Aim of the exercise:
Exact repetition is required: output every record in full.

*****

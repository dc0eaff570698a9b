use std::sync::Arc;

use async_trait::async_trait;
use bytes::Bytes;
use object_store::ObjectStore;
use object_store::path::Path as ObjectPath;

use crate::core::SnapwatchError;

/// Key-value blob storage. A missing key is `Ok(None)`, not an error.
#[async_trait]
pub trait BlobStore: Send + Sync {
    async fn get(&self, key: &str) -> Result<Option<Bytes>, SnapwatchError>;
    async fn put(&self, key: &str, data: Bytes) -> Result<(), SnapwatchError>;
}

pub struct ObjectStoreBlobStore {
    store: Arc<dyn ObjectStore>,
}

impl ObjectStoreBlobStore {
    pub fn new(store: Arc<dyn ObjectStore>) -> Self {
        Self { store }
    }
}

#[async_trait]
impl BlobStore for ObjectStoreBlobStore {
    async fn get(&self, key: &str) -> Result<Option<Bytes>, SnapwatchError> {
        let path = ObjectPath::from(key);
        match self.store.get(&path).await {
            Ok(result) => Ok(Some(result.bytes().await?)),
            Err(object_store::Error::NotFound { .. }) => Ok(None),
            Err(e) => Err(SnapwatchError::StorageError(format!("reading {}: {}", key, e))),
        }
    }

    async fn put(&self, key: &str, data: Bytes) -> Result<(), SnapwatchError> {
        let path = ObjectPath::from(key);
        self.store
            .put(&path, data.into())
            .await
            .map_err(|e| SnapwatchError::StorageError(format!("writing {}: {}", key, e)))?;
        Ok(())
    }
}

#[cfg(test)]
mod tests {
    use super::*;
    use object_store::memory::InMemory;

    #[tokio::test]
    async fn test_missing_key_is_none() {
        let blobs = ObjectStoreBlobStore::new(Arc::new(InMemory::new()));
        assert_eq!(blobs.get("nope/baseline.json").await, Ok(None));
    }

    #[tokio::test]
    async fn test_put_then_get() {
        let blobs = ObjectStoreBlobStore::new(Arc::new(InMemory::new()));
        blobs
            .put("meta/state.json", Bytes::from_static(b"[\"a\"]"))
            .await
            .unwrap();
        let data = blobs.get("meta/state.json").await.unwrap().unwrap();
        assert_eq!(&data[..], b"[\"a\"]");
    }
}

*****

Result of this exercise:
repository dc0eaff570698a9b
use std::sync::Arc;

use async_trait::async_trait;
use bytes::Bytes;
use object_store::ObjectStore;
use object_store::path::Path as ObjectPath;

use crate::core::SnapwatchError;

/// Key-value blob storage. A missing key is `Ok(None)`, not an error.
#[async_trait]
pub trait BlobStore: Send + Sync {
    async fn get(&self, key: &str) -> Result<Option<Bytes>, SnapwatchError>;
    async fn put(&self, key: &str, data: Bytes) -> Result<(), SnapwatchError>;
}

pub struct ObjectStoreBlobStore {
    store: Arc<dyn ObjectStore>,
}

impl ObjectStoreBlobStore {
    pub fn new(store: Arc<dyn ObjectStore>) -> Self {
        Self { store }
    }
}

#[async_trait]
impl BlobStore for ObjectStoreBlobStore {
    async fn get(&self, key: &str) -> Result<Option<Bytes>, SnapwatchError> {
        let path = ObjectPath::from(key);
        match self.store.get(&path).await {
            Ok(result) => Ok(Some(result.bytes().await?)),
            Err(object_store::Error::NotFound { .. }) => Ok(None),
            Err(e) => Err(SnapwatchError::StorageError(format!("reading {}: {}", key, e))),
        }
    }

    async fn put(&self, key: &str, data: Bytes) -> Result<(), SnapwatchError> {
        let path = ObjectPath::from(key);
        self.store
            .put(&path, data.into())
            .await
            .map_err(|e| SnapwatchError::StorageError(format!("writing {}: {}", key, e)))?;
        Ok(())
    }
}

#[cfg(test)]
mod tests {
    use super::*;
    use object_store::memory::InMemory;

    #[tokio::test]
    async fn test_missing_key_is_none() {
        let blobs = ObjectStoreBlobStore::new(Arc::new(InMemory::new()));
        assert_eq!(blobs.get("nope/baseline.json").await, Ok(None));
    }

    #[tokio::test]
    async fn test_put_then_get() {
        let blobs = ObjectStoreBlobStore::new(Arc::new(InMemory::new()));
        blobs
            .put("meta/state.json", Bytes::from_static(b"[\"a\"]"))
            .await
            .unwrap();
        let data = blobs.get("meta/state.json").await.unwrap().unwrap();
        assert_eq!(&data[..], b"[\"a\"]");
    }
}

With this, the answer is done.